::: Data for this exercise :::
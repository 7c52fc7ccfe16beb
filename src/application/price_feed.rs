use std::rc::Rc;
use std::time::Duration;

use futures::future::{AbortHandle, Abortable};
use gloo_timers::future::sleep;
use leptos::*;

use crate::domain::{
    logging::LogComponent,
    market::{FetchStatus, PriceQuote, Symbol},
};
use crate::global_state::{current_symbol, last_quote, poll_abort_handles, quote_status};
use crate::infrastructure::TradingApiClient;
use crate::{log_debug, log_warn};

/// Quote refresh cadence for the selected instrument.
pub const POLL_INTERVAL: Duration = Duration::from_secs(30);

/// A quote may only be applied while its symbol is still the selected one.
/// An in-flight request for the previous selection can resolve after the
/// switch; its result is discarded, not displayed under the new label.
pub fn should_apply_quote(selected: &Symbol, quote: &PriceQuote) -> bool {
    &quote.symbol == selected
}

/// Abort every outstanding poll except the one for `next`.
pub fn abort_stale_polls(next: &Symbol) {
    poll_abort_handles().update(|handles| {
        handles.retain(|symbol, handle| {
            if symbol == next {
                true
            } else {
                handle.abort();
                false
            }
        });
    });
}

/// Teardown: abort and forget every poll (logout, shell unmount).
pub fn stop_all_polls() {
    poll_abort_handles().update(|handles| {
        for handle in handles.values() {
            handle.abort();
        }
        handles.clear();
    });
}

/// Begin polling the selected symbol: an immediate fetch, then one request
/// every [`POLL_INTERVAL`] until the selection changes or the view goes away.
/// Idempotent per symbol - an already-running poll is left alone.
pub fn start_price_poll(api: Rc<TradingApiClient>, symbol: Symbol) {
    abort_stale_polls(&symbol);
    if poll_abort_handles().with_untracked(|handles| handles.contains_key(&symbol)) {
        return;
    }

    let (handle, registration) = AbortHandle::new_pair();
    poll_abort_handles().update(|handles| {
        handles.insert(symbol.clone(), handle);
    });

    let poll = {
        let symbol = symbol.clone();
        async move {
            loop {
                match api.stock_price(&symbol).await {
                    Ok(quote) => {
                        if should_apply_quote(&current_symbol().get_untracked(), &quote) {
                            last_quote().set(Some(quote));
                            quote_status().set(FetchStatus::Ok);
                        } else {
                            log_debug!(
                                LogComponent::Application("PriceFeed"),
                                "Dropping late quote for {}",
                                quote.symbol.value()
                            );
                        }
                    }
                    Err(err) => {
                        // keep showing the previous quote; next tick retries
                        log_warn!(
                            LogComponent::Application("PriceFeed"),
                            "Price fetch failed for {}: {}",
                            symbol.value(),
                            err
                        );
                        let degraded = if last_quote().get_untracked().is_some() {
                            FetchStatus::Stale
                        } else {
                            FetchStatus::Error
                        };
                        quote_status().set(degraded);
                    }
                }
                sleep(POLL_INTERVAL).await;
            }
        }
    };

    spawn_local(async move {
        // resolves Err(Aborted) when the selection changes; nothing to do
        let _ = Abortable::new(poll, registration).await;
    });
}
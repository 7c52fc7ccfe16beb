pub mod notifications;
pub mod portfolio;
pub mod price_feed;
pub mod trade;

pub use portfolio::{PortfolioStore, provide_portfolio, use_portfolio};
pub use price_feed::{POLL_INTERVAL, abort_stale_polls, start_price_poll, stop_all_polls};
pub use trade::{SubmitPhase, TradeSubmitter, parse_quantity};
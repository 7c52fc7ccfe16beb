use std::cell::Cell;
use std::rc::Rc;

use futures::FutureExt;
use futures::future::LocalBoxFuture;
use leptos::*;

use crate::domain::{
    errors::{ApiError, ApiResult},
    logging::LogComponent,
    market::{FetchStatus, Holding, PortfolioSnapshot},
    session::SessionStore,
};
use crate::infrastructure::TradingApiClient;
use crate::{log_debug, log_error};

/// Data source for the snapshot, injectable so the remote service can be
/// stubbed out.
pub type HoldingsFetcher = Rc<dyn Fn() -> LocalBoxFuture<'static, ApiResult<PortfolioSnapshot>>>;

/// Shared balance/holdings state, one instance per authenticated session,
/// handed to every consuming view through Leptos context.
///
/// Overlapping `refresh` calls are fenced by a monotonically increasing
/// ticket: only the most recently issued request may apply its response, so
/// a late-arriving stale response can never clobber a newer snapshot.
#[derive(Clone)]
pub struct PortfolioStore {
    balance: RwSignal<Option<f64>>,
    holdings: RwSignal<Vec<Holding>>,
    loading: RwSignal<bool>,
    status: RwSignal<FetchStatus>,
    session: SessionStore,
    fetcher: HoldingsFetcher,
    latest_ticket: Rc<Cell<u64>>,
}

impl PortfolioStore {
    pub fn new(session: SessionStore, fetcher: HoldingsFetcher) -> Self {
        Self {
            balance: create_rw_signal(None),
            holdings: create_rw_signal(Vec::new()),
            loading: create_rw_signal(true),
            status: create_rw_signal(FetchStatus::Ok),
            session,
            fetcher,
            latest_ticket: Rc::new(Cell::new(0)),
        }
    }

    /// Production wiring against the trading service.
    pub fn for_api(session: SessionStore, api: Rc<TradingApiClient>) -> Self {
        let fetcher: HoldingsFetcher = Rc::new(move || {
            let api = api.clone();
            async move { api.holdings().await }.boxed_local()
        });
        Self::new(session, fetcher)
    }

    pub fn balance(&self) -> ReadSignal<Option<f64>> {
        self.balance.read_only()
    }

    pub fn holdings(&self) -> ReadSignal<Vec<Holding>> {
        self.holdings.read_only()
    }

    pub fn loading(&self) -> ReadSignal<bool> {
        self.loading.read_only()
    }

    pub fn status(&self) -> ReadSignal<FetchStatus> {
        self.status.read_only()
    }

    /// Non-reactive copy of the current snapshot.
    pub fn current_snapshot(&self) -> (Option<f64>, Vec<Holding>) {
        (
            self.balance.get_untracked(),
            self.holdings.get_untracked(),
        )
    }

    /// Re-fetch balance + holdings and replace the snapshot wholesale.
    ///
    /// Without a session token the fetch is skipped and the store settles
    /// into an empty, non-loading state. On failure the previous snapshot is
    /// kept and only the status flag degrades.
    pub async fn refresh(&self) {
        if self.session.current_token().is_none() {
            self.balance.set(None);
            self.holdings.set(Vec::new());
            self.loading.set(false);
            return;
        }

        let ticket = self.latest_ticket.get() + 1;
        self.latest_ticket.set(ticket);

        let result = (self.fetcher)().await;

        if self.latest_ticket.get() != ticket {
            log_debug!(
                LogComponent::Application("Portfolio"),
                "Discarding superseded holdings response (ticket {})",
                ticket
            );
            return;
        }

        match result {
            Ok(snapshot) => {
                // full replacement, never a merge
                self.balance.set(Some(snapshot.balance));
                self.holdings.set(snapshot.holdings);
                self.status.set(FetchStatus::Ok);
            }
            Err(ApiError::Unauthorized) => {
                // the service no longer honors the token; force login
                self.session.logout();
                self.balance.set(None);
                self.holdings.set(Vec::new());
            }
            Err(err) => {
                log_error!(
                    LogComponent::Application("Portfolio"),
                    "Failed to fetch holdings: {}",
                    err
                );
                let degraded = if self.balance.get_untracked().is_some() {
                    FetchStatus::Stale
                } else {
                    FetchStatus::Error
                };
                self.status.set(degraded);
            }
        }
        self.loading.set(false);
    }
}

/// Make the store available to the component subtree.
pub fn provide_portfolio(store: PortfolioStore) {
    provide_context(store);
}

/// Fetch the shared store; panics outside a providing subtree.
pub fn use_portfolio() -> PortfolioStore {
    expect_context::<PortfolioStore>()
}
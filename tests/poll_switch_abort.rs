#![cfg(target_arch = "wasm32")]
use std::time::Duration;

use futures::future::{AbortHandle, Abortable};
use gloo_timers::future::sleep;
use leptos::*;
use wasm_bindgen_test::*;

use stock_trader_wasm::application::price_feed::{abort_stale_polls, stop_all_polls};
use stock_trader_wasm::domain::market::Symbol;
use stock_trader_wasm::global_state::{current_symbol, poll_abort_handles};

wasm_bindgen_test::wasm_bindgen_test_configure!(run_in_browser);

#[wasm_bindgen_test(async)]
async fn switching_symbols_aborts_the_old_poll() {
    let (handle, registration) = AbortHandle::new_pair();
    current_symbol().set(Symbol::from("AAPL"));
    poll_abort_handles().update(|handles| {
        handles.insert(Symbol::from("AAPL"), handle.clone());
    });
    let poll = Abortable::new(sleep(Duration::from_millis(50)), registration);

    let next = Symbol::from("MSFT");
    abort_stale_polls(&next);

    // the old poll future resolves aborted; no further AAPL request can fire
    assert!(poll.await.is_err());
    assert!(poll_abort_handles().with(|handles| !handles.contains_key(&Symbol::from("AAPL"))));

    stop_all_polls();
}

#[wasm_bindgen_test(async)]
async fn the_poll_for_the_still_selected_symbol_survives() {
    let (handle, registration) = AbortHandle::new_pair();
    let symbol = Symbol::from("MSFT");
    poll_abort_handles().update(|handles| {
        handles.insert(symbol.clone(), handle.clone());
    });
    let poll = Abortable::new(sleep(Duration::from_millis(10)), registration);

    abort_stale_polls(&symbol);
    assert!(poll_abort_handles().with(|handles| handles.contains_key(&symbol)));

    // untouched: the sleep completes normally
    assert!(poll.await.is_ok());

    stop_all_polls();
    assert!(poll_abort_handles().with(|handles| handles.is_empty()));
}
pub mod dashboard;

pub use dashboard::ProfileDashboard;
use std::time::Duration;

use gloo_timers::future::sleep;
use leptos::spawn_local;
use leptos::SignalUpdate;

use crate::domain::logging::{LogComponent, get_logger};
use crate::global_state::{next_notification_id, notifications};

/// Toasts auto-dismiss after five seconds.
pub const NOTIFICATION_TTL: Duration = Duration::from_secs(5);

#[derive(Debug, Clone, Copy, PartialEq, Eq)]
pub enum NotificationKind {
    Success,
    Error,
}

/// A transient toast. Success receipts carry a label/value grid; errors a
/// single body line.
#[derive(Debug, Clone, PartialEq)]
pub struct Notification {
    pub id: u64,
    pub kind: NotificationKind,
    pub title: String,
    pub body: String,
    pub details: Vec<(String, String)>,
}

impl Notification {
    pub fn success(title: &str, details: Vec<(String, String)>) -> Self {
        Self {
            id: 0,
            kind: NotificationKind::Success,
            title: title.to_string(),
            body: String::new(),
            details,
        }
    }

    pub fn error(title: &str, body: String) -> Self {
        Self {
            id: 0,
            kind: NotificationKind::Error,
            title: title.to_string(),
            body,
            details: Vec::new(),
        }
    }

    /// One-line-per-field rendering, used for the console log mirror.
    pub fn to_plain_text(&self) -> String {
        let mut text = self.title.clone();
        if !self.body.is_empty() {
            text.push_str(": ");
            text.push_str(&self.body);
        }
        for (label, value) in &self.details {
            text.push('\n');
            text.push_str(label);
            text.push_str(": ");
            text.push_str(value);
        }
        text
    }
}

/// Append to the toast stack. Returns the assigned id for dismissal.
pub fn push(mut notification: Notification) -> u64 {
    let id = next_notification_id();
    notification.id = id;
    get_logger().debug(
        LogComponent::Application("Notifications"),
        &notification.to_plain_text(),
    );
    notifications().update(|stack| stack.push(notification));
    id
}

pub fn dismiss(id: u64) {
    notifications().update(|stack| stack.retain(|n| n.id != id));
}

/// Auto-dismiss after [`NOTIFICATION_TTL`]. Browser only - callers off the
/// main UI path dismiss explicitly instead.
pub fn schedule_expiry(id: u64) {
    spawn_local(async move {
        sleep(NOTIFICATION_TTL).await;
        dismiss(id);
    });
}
:::
*Activity:* Starting at the line above that contains "balance/holdings state, one", write out each line exactly until the line that contains "its response, so" has been written, and stop there.

*Problem solution:*
/// Shared balance/holdings state, one instance per authenticated session,
/// handed to every consuming view through Leptos context.
///
/// Overlapping `refresh` calls are fenced by a monotonically increasing
/// ticket: only the most recently issued request may apply its response, so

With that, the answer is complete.